Canadian singer Michael Bublé has released eleven studio albums, three live albums, one compilation album, nine EPs, eighteen singles, and fourteen music videos. He has recorded for Warner Bros. Records, Reprise Records, and 143 Records. Bublé has sold over 75 million records worldwide, making him one of the best-selling Canadian artists in history. Billboard listed him as the 3rd Top Canadian Artist of all time (behind only Céline Dion and Shania Twain). He has scored 4 No. 1 albums on Billboard 200. He was listed by Billboard as the 47th Top Artist of 2010s decade, with three albums on Billboard 200 Albums of the 2010s Decade, including: Christmas (No. 24), To Be Loved (No. 179) and Crazy Love (No. 193).

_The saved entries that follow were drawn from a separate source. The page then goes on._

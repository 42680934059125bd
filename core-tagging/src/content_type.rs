//! MIME type matching on the essence (`type/subtype`) of a `content-type` header.

use bridge_traits::storage::ObjectMetadata;

/// Lowercased `type/subtype` with any `; charset=...` parameters removed.
///
/// Empty when the header is absent or blank.
pub fn mime_essence(content_type: &str) -> String {
    content_type
        .split(';')
        .next()
        .unwrap_or_default()
        .trim()
        .to_ascii_lowercase()
}

/// Essence of the object's `content-type` header, if present and non-empty.
pub fn content_type_of(metadata: &ObjectMetadata) -> Option<String> {
    metadata
        .content_type()
        .map(mime_essence)
        .filter(|essence| !essence.is_empty())
}

pub fn is_one_of(metadata: &ObjectMetadata, supported: &[&str]) -> bool {
    content_type_of(metadata).is_some_and(|essence| supported.contains(&essence.as_str()))
}
//! # Run-State Gate
//!
//! One engine runs at most one long operation at a time:
//!
//! ```text
//!            scan()                index()
//!   Idle ────────────> Scanning     Idle ────────────> Indexing
//!    ^                    │          ^                    │
//!    └────── guard drop ──┘          └────── guard drop ──┘
//! ```
//!
//! The check and the transition happen under one `std::sync::Mutex` lock with
//! no `.await` in between. The transition hands out a [`RunGuard`]; dropping
//! it returns the engine to `Idle`, whether the operation finished, failed,
//! panicked or its future was dropped.

use crate::scan::ScanResult;
use chrono::{DateTime, Utc};
use serde::{Deserialize, Serialize};
use std::fmt;
use std::sync::{Arc, Mutex, MutexGuard, PoisonError};

/// What the engine is currently doing
#[derive(Debug, Clone, Copy, PartialEq, Eq, Hash, Serialize, Deserialize)]
pub enum RunState {
    Idle,
    Scanning,
    Indexing,
}

impl RunState {
    pub fn as_str(&self) -> &'static str {
        match self {
            RunState::Idle => "idle",
            RunState::Scanning => "scanning",
            RunState::Indexing => "indexing",
        }
    }
}

impl fmt::Display for RunState {
    fn fmt(&self, f: &mut fmt::Formatter<'_>) -> fmt::Result {
        f.write_str(self.as_str())
    }
}

/// When the last scan and index began.
///
/// Filled in by this process, or estimated from the trainer's most recent
/// job when the process has not indexed yet. The estimate uses the job's
/// creation time for both fields; the real scan time is not stored anywhere.
#[derive(Debug, Clone, Default, PartialEq, Eq, Serialize, Deserialize)]
pub struct EngineStatus {
    pub scan_started_at: Option<DateTime<Utc>>,
    pub index_started_at: Option<DateTime<Utc>>,
}

#[derive(Debug)]
pub(crate) struct EngineState {
    pub run_state: RunState,
    pub status: EngineStatus,
    /// Pending diff waiting for `index()`
    pub scan_result: Option<Arc<ScanResult>>,
}

impl EngineState {
    pub fn new() -> Self {
        Self {
            run_state: RunState::Idle,
            status: EngineStatus::default(),
            scan_result: None,
        }
    }
}

pub(crate) type SharedState = Arc<Mutex<EngineState>>;

/// Lock the engine state, recovering from poisoning.
///
/// Every critical section only assigns fields, so a panic while holding the
/// lock cannot leave the state half-written.
pub(crate) fn lock_state(state: &Mutex<EngineState>) -> MutexGuard<'_, EngineState> {
    state.lock().unwrap_or_else(PoisonError::into_inner)
}

/// Resets the run state to `Idle` when dropped.
///
/// Must not be dropped while the state lock is held by the same thread.
#[derive(Debug)]
pub(crate) struct RunGuard {
    state: SharedState,
}

impl RunGuard {
    /// Move an idle engine into `target`. The caller holds the lock and has
    /// already checked that `locked.run_state` is `Idle`.
    pub fn enter(state: &SharedState, locked: &mut EngineState, target: RunState) -> Self {
        debug_assert_eq!(locked.run_state, RunState::Idle);
        locked.run_state = target;
        Self {
            state: Arc::clone(state),
        }
    }
}

impl Drop for RunGuard {
    fn drop(&mut self) {
        lock_state(&self.state).run_state = RunState::Idle;
    }
}
//! # Tag Generation
//!
//! Turns stored objects into searchable tags. The indexing engine only sees
//! the [`TagGenerator`] trait and a [`TagGeneratorRegistry`] built at startup.
//!
//! ## Generators
//!
//! - [`ImageTagGenerator`]: `image/jpeg`, `image/png` through an [`ImageAnalyzer`]
//! - [`DocumentTagGenerator`]: `text/plain` directly; HTML, PDF and Word when a
//!   [`DocumentConverter`] is configured; keywords via a [`KeywordExtractor`]
//!
//! Content types are compared on their lowercased essence, so
//! `text/plain; charset=UTF-8` matches `text/plain`.

pub mod content_type;
pub mod document;
pub mod error;
pub mod generator;
pub mod image;
pub mod keywords;

#[cfg(test)]
mod test_support;

pub use document::{DocumentConverter, DocumentTagGenerator, KeywordExtractor};
pub use error::{Result, TaggingError};
pub use generator::{GeneratedTags, ObjectInfo, TagGenerator, TagGeneratorRegistry};
pub use image::{DetectedFace, ImageAnalyzer, ImageTagGenerator};
pub use keywords::FrequencyKeywordExtractor;
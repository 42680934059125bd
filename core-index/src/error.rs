use bridge_traits::error::BridgeError;
use bridge_traits::trainer::JobStatus;
use thiserror::Error;

#[derive(Error, Debug)]
pub enum IndexError {
    #[error("Storage error: {0}")]
    Storage(#[source] BridgeError),

    #[error("Trainer error: {0}")]
    Trainer(#[source] BridgeError),

    #[error("Invalid input: {0}")]
    InvalidInput(String),

    #[error("Training job {job_id} did not start (status: {status})")]
    TrainingNotStarted { job_id: String, status: JobStatus },

    #[error("Corpus serialization failed: {0}")]
    Serialization(String),
}

pub type Result<T> = std::result::Result<T, IndexError>;
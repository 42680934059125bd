use thiserror::Error;

#[derive(Error, Debug)]
pub enum CoreError {
    #[error("Core initialization failed: {0}")]
    InitializationFailed(String),

    /// Every object would be unsupported, so scans could never find work
    #[error("No tag generators configured: provide an image analyzer or a keyword extractor")]
    NoTagGenerators,

    #[error("Configuration error: {0}")]
    Config(#[from] core_runtime::Error),

    #[error("Bridge error: {0}")]
    Bridge(#[from] bridge_traits::BridgeError),

    #[error("Index error: {0}")]
    Index(#[from] core_index::IndexError),
}

pub type Result<T> = std::result::Result<T, CoreError>;
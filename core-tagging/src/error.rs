use bridge_traits::BridgeError;
use thiserror::Error;

#[derive(Error, Debug)]
pub enum TaggingError {
    #[error("{path} with content-type '{content_type}' is not valid for the {generator} generator")]
    Unsupported {
        generator: String,
        path: String,
        content_type: String,
    },

    #[error("Storage error: {0}")]
    Storage(#[from] BridgeError),

    #[error("Analysis service failed: {0}")]
    Analysis(String),

    #[error("Document could not be read: {0}")]
    InvalidDocument(String),
}

pub type Result<T> = std::result::Result<T, TaggingError>;
//! In-process corpus store

use async_trait::async_trait;
use bridge_traits::error::Result;
use bridge_traits::trainer::CorpusStore;
use bytes::Bytes;
use std::collections::HashMap;
use std::sync::{PoisonError, RwLock};

/// Keeps submitted corpora in memory. Contents are lost on restart, after
/// which every object scans as new.
#[derive(Debug, Default)]
pub struct InMemoryCorpusStore {
    corpora: RwLock<HashMap<String, Bytes>>,
}

impl InMemoryCorpusStore {
    pub fn new() -> Self {
        Self::default()
    }

    pub fn len(&self) -> usize {
        self.corpora
            .read()
            .unwrap_or_else(PoisonError::into_inner)
            .len()
    }

    pub fn is_empty(&self) -> bool {
        self.len() == 0
    }
}

#[async_trait]
impl CorpusStore for InMemoryCorpusStore {
    async fn save(&self, job_id: &str, training_data: Bytes) -> Result<()> {
        self.corpora
            .write()
            .unwrap_or_else(PoisonError::into_inner)
            .insert(job_id.to_string(), training_data);
        Ok(())
    }

    async fn load(&self, job_id: &str) -> Result<Option<Bytes>> {
        Ok(self
            .corpora
            .read()
            .unwrap_or_else(PoisonError::into_inner)
            .get(job_id)
            .cloned())
    }
}
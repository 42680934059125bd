//! # OpenStack Swift Provider
//!
//! Implements `ObjectStorage` for OpenStack Swift object storage.
//!
//! ## Overview
//!
//! This module provides:
//! - Keystone v3 password authentication scoped to a project
//! - Endpoint discovery from the service catalog (public interface, configured region)
//! - Token caching with periodic invalidation
//! - Container and paginated object listings
//! - Object metadata via `HEAD` and streamed downloads

pub mod connector;
pub mod error;
pub mod types;

pub use connector::{SwiftConnector, DEFAULT_TOKEN_TTL};
pub use error::{Result, SwiftError};
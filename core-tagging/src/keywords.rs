//! Local keyword extraction by term frequency.

use crate::document::KeywordExtractor;
use crate::error::Result;
use async_trait::async_trait;
use std::collections::HashMap;

const DEFAULT_MAX_KEYWORDS: usize = 10;
const MIN_WORD_LENGTH: usize = 3;

const STOP_WORDS: &[&str] = &[
    "about", "after", "all", "also", "and", "any", "are", "because", "been", "before", "being",
    "but", "can", "could", "did", "does", "for", "from", "had", "has", "have", "her", "here",
    "him", "his", "how", "into", "its", "just", "more", "most", "not", "now", "only", "other",
    "our", "out", "over", "she", "should", "some", "such", "than", "that", "the", "their",
    "them", "then", "there", "these", "they", "this", "those", "through", "too", "under",
    "very", "was", "were", "what", "when", "where", "which", "while", "who", "why", "will",
    "with", "would", "you", "your",
];

/// Ranks words by occurrence count, ties broken by first appearance.
#[derive(Debug, Clone)]
pub struct FrequencyKeywordExtractor {
    max_keywords: usize,
}

impl FrequencyKeywordExtractor {
    pub fn new(max_keywords: usize) -> Self {
        Self { max_keywords }
    }

    pub fn keywords(&self, text: &str) -> Vec<String> {
        // word -> (count, first position)
        let mut counts: HashMap<String, (usize, usize)> = HashMap::new();

        let words = text
            .split(|c: char| !c.is_alphanumeric())
            .map(str::to_lowercase)
            .filter(|word| word.chars().count() >= MIN_WORD_LENGTH)
            .filter(|word| !word.chars().all(|c| c.is_ascii_digit()))
            .filter(|word| !STOP_WORDS.contains(&word.as_str()));

        for (position, word) in words.enumerate() {
            counts.entry(word).or_insert((0, position)).0 += 1;
        }

        let mut ranked: Vec<(String, (usize, usize))> = counts.into_iter().collect();
        ranked.sort_by(|(_, (count_a, first_a)), (_, (count_b, first_b))| {
            count_b.cmp(count_a).then(first_a.cmp(first_b))
        });

        ranked
            .into_iter()
            .take(self.max_keywords)
            .map(|(word, _)| word)
            .collect()
    }
}

impl Default for FrequencyKeywordExtractor {
    fn default() -> Self {
        Self::new(DEFAULT_MAX_KEYWORDS)
    }
}

#[async_trait]
impl KeywordExtractor for FrequencyKeywordExtractor {
    async fn extract_keywords(&self, text: &str) -> Result<Vec<String>> {
        Ok(self.keywords(text))
    }
}
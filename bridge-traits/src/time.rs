//! Time and Logging Abstractions
//!
//! Provides injectable time source and logging sink for testing and platform integration.

use chrono::{DateTime, Utc};
use serde::{Deserialize, Serialize};
use std::collections::HashMap;

use crate::error::Result;

/// Time source trait
///
/// Abstracts system time so scan/index timestamps are deterministic in tests.
///
/// # Example
///
/// ```ignore
/// use bridge_traits::time::Clock;
///
/// fn stamp(clock: &dyn Clock) -> String {
///     clock.now().to_rfc3339()
/// }
/// ```
pub trait Clock: Send + Sync {
    /// Get current UTC time
    fn now(&self) -> DateTime<Utc>;

    /// Get current Unix timestamp in seconds
    fn unix_timestamp(&self) -> i64 {
        self.now().timestamp()
    }
}

/// System clock implementation using actual system time
#[derive(Debug, Clone)]
pub struct SystemClock;

impl Clock for SystemClock {
    fn now(&self) -> DateTime<Utc> {
        Utc::now()
    }
}

/// Log level
#[derive(Debug, Clone, Copy, PartialEq, Eq, PartialOrd, Ord, Serialize, Deserialize)]
pub enum LogLevel {
    Trace,
    Debug,
    Info,
    Warn,
    Error,
}

/// Structured log entry
#[derive(Debug, Clone, Serialize, Deserialize)]
pub struct LogEntry {
    /// Log level
    pub level: LogLevel,
    /// Timestamp
    pub timestamp: DateTime<Utc>,
    /// Target module/component
    pub target: String,
    /// Log message
    pub message: String,
    /// Structured fields
    pub fields: HashMap<String, String>,
    /// Span/trace ID for distributed tracing
    pub span_id: Option<String>,
}

impl LogEntry {
    pub fn new(level: LogLevel, target: impl Into<String>, message: impl Into<String>) -> Self {
        Self {
            level,
            timestamp: Utc::now(),
            target: target.into(),
            message: message.into(),
            fields: HashMap::new(),
            span_id: None,
        }
    }

    pub fn with_field(mut self, key: impl Into<String>, value: impl Into<String>) -> Self {
        self.fields.insert(key.into(), value.into());
        self
    }

    pub fn with_span_id(mut self, span_id: impl Into<String>) -> Self {
        self.span_id = Some(span_id.into());
        self
    }
}

/// Logger sink trait
///
/// Forwards structured logs from the engine to a host logging pipeline
/// (chat adapter, syslog, file). Credentials are redacted before entries
/// reach the sink.
///
/// # Example
///
/// ```ignore
/// use bridge_traits::time::{LoggerSink, LogEntry, LogLevel};
///
/// async fn log_error(logger: &dyn LoggerSink, error: &str) {
///     let entry = LogEntry::new(LogLevel::Error, "core", error)
///         .with_field("component", "index");
///     logger.log(entry).await.ok();
/// }
/// ```
#[async_trait::async_trait]
pub trait LoggerSink: Send + Sync {
    /// Forward a log entry to the host logging system
    async fn log(&self, entry: LogEntry) -> Result<()>;

    /// Flush any buffered logs
    async fn flush(&self) -> Result<()> {
        Ok(())
    }

    /// Get the minimum log level that will be processed
    ///
    /// Logs below this level can be filtered out at the source for performance.
    fn min_level(&self) -> LogLevel {
        LogLevel::Info
    }
}
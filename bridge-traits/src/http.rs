//! HTTP Client Abstraction
//!
//! Provides async HTTP operations with basic/token auth helpers and retry policy.

use async_trait::async_trait;
use base64::Engine as _;
use bytes::Bytes;
use serde::{de::DeserializeOwned, Serialize};
use std::collections::HashMap;
use std::time::Duration;

use crate::error::{BridgeError, Result};

/// HTTP method types
#[derive(Debug, Clone, Copy, PartialEq, Eq)]
pub enum HttpMethod {
    Get,
    Post,
    Put,
    Delete,
    Head,
}

/// HTTP request builder
#[derive(Debug, Clone)]
pub struct HttpRequest {
    pub method: HttpMethod,
    pub url: String,
    pub headers: HashMap<String, String>,
    pub body: Option<Bytes>,
    pub timeout: Option<Duration>,
}

impl HttpRequest {
    pub fn new(method: HttpMethod, url: impl Into<String>) -> Self {
        Self {
            method,
            url: url.into(),
            headers: HashMap::new(),
            body: None,
            timeout: None,
        }
    }

    pub fn header(mut self, key: impl Into<String>, value: impl Into<String>) -> Self {
        self.headers.insert(key.into(), value.into());
        self
    }

    /// Swift and Keystone expect the token in `X-Auth-Token` rather than `Authorization`.
    pub fn auth_token(self, token: impl Into<String>) -> Self {
        self.header("X-Auth-Token", token)
    }

    pub fn basic_auth(self, username: &str, password: &str) -> Self {
        let credentials =
            base64::engine::general_purpose::STANDARD.encode(format!("{username}:{password}"));
        self.header("Authorization", format!("Basic {credentials}"))
    }

    pub fn json<T: Serialize>(mut self, body: &T) -> Result<Self> {
        let json = serde_json::to_vec(body).map_err(|e| {
            BridgeError::OperationFailed(format!("JSON serialization failed: {}", e))
        })?;
        self.body = Some(Bytes::from(json));
        self.headers
            .insert("Content-Type".to_string(), "application/json".to_string());
        Ok(self)
    }

    pub fn body(mut self, body: Bytes) -> Self {
        self.body = Some(body);
        self
    }

    pub fn timeout(mut self, duration: Duration) -> Self {
        self.timeout = Some(duration);
        self
    }
}

/// HTTP response
#[derive(Debug)]
pub struct HttpResponse {
    pub status: u16,
    pub headers: HashMap<String, String>,
    pub body: Bytes,
}

impl HttpResponse {
    /// Parse response body as JSON
    pub fn json<T: DeserializeOwned>(&self) -> Result<T> {
        serde_json::from_slice(&self.body).map_err(|e| {
            BridgeError::OperationFailed(format!("JSON deserialization failed: {}", e))
        })
    }

    /// Get response body as UTF-8 string
    pub fn text(&self) -> Result<String> {
        String::from_utf8(self.body.to_vec())
            .map_err(|e| BridgeError::OperationFailed(format!("Invalid UTF-8: {}", e)))
    }

    /// Case-insensitive header lookup
    pub fn header(&self, name: &str) -> Option<&str> {
        self.headers
            .iter()
            .find(|(key, _)| key.eq_ignore_ascii_case(name))
            .map(|(_, value)| value.as_str())
    }

    /// Check if response status is successful (2xx)
    pub fn is_success(&self) -> bool {
        (200..300).contains(&self.status)
    }

    /// Check if response status indicates a client error (4xx)
    pub fn is_client_error(&self) -> bool {
        (400..500).contains(&self.status)
    }

    /// Check if response status indicates a server error (5xx)
    pub fn is_server_error(&self) -> bool {
        (500..600).contains(&self.status)
    }
}

/// Retry policy configuration
#[derive(Debug, Clone)]
pub struct RetryPolicy {
    /// Maximum number of retry attempts
    pub max_attempts: u32,
    /// Base delay between retries
    pub base_delay: Duration,
    /// Maximum delay between retries
    pub max_delay: Duration,
    /// Whether to use exponential backoff
    pub use_exponential_backoff: bool,
}

impl Default for RetryPolicy {
    fn default() -> Self {
        Self {
            max_attempts: 3,
            base_delay: Duration::from_millis(100),
            max_delay: Duration::from_secs(30),
            use_exponential_backoff: true,
        }
    }
}

/// Async HTTP client trait
///
/// Connectors build [`HttpRequest`]s and hand them to an implementation supplied
/// by the host. Implementations own TLS, pooling and request timeouts.
///
/// # Example
///
/// ```ignore
/// use bridge_traits::http::{HttpClient, HttpRequest, HttpMethod};
///
/// async fn list(client: &dyn HttpClient, endpoint: &str, token: &str) -> Result<String> {
///     let request = HttpRequest::new(HttpMethod::Get, format!("{endpoint}?format=json"))
///         .auth_token(token);
///
///     let response = client.execute(request).await?;
///     response.text()
/// }
/// ```
#[async_trait]
pub trait HttpClient: Send + Sync {
    /// Execute an HTTP request
    ///
    /// # Errors
    ///
    /// Returns error if:
    /// - Network connection fails
    /// - TLS validation fails
    /// - Request times out
    async fn execute(&self, request: HttpRequest) -> Result<HttpResponse>;

    /// Execute an HTTP request with custom retry policy
    async fn execute_with_retry(
        &self,
        request: HttpRequest,
        policy: RetryPolicy,
    ) -> Result<HttpResponse> {
        let _ = policy;
        self.execute(request).await
    }

    /// Stream a response body without buffering it in memory.
    ///
    /// Non-2xx responses are reported as errors before any bytes are read.
    async fn download_stream(
        &self,
        request: HttpRequest,
    ) -> Result<Box<dyn tokio::io::AsyncRead + Send + Unpin>>;
}
//! Integration tests for logging and configuration

use bridge_traits::time::LogLevel;
use core_runtime::config::{env, EngineConfig};
use core_runtime::logging::{init_logging, redact_if_sensitive, LogFormat, LoggingConfig};
use core_runtime::Error;

#[test]
fn test_second_initialization_is_rejected() {
    let config = LoggingConfig::default()
        .with_format(LogFormat::Json)
        .with_level(LogLevel::Debug);

    // Only the first global initialization in this test binary may succeed.
    let first = init_logging(config.clone());
    let second = init_logging(config);

    assert!(first.is_ok());
    assert!(matches!(second, Err(Error::Config(_))));
}

#[test]
fn test_redaction_of_credentials() {
    assert_eq!(redact_if_sensitive("password", "my_password"), "[REDACTED]");
    assert_eq!(redact_if_sensitive("x_auth_token", "gAAAA"), "[REDACTED]");
    assert_eq!(redact_if_sensitive("container", "photos"), "photos");
}

#[test]
fn test_env_loading_end_to_end() {
    let lookup = |name: &str| -> Option<String> {
        match name {
            n if n == env::STORAGE_AUTH_URL => Some("https://identity.example.com".into()),
            n if n == env::STORAGE_USER_ID => Some("user".into()),
            n if n == env::STORAGE_PASSWORD => Some("pw".into()),
            n if n == env::STORAGE_PROJECT_ID => Some("proj".into()),
            n if n == env::TRAINER_URL => Some("https://nlc.example.com/api/".into()),
            n if n == env::TRAINER_USERNAME => Some("nlc".into()),
            n if n == env::TRAINER_PASSWORD => Some("nlc-pw".into()),
            n if n == env::CLASSIFIER_NAME => Some("my-classifier".into()),
            n if n == env::CORPUS_DIR => Some("/tmp/corpora".into()),
            _ => None,
        }
    };

    let config = EngineConfig::from_lookup(lookup).unwrap();
    assert_eq!(config.trainer.url, "https://nlc.example.com/api");
    assert_eq!(config.trainer.classifier_name, "my-classifier");
    assert_eq!(
        config.corpus_dir.as_deref(),
        Some(std::path::Path::new("/tmp/corpora"))
    );
}
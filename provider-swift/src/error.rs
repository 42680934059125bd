//! Error types for the Swift provider

use bridge_traits::error::BridgeError;
use thiserror::Error;

#[derive(Error, Debug)]
pub enum SwiftError {
    /// Keystone rejected the credentials or returned no usable token
    #[error("Authentication failed: {0}")]
    AuthenticationFailed(String),

    /// The service catalog has no public object-store endpoint for the region
    #[error("No public object-store endpoint for region {region}")]
    EndpointNotFound { region: String },

    #[error("Container {container} was not found (status {status_code})")]
    ContainerNotFound { container: String, status_code: u16 },

    #[error("Object {path} was not found (status {status_code})")]
    ObjectNotFound { path: String, status_code: u16 },

    #[error("Swift API error (status {status_code}): {message}")]
    ApiError { status_code: u16, message: String },

    #[error("Failed to parse API response: {0}")]
    ParseError(String),

    #[error(transparent)]
    Bridge(#[from] BridgeError),
}

pub type Result<T> = std::result::Result<T, SwiftError>;

impl From<SwiftError> for BridgeError {
    fn from(error: SwiftError) -> Self {
        match error {
            SwiftError::AuthenticationFailed(msg) => BridgeError::Unauthorized(msg),
            e @ SwiftError::EndpointNotFound { .. } => BridgeError::Unauthorized(e.to_string()),
            e @ (SwiftError::ContainerNotFound { .. } | SwiftError::ObjectNotFound { .. }) => {
                BridgeError::NotFound(e.to_string())
            }
            e @ (SwiftError::ApiError { .. } | SwiftError::ParseError(_)) => {
                BridgeError::OperationFailed(e.to_string())
            }
            SwiftError::Bridge(e) => e,
        }
    }
}
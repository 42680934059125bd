use thiserror::Error;

#[derive(Error, Debug)]
pub enum BridgeError {
    #[error("Bridge capability not available: {0}")]
    NotAvailable(String),

    #[error("Bridge operation failed: {0}")]
    OperationFailed(String),

    #[error("Resource not found: {0}")]
    NotFound(String),

    #[error("Authentication failed: {0}")]
    Unauthorized(String),

    #[error("IO error: {0}")]
    Io(#[from] std::io::Error),
}

pub type Result<T> = std::result::Result<T, BridgeError>;
//! Keystone v3 request and response types
//!
//! Only the parts of the token response needed to find the object-store
//! endpoint are modeled. Swift listings deserialize straight into
//! `ContainerRef` / `ObjectEntry`.

use serde::{Deserialize, Serialize};

/// `POST /v3/auth/tokens` body: password identity scoped to one project
#[derive(Debug, Serialize)]
pub struct AuthRequest<'a> {
    pub auth: Auth<'a>,
}

#[derive(Debug, Serialize)]
pub struct Auth<'a> {
    pub identity: Identity<'a>,
    pub scope: Scope<'a>,
}

#[derive(Debug, Serialize)]
pub struct Identity<'a> {
    pub methods: [&'a str; 1],
    pub password: PasswordMethod<'a>,
}

#[derive(Debug, Serialize)]
pub struct PasswordMethod<'a> {
    pub user: UserCredentials<'a>,
}

#[derive(Debug, Serialize)]
pub struct UserCredentials<'a> {
    pub id: &'a str,
    pub password: &'a str,
}

#[derive(Debug, Serialize)]
pub struct Scope<'a> {
    pub project: ProjectScope<'a>,
}

#[derive(Debug, Serialize)]
pub struct ProjectScope<'a> {
    pub id: &'a str,
}

impl<'a> AuthRequest<'a> {
    pub fn password(user_id: &'a str, password: &'a str, project_id: &'a str) -> Self {
        Self {
            auth: Auth {
                identity: Identity {
                    methods: ["password"],
                    password: PasswordMethod {
                        user: UserCredentials {
                            id: user_id,
                            password,
                        },
                    },
                },
                scope: Scope {
                    project: ProjectScope { id: project_id },
                },
            },
        }
    }
}

#[derive(Debug, Deserialize)]
pub struct TokenResponse {
    pub token: Token,
}

#[derive(Debug, Deserialize)]
pub struct Token {
    #[serde(default)]
    pub catalog: Vec<CatalogEntry>,
}

#[derive(Debug, Deserialize)]
pub struct CatalogEntry {
    #[serde(rename = "type")]
    pub service_type: String,
    #[serde(default)]
    pub endpoints: Vec<Endpoint>,
}

#[derive(Debug, Deserialize)]
pub struct Endpoint {
    #[serde(default)]
    pub region: Option<String>,
    pub interface: String,
    pub url: String,
}

impl Token {
    /// Public object-store URL for the region
    pub fn object_store_url(&self, region: &str) -> Option<&str> {
        self.catalog
            .iter()
            .find(|entry| entry.service_type == "object-store")?
            .endpoints
            .iter()
            .find(|e| e.interface == "public" && e.region.as_deref() == Some(region))
            .map(|e| e.url.as_str())
    }
}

Bublé debuted independently in 1995 with his first EP, First Dance. In 2001 and 2002 he released the albums BaBalu and Dream respectively, without any record company support. In 2003, he signed a record deal with 143 Records and released his first studio album Michael Bublé, which was very successful. On May 23 of that year, he released his first live album, Come Fly with Me and later his second and third EPs, Totally Bublé and Let It Snow. On February 8, 2005, Bublé released his second album, It's Time, which ended up with several certifications for its high sales. In the same year he issued his second live album Caught in the Act, launched a special Christmas edition of his self-titled studio album which obtained a silver certification in the UK and also his fourth EP, More. His fifth EP, With Love, followed the next year and achieved a gold certification in the US.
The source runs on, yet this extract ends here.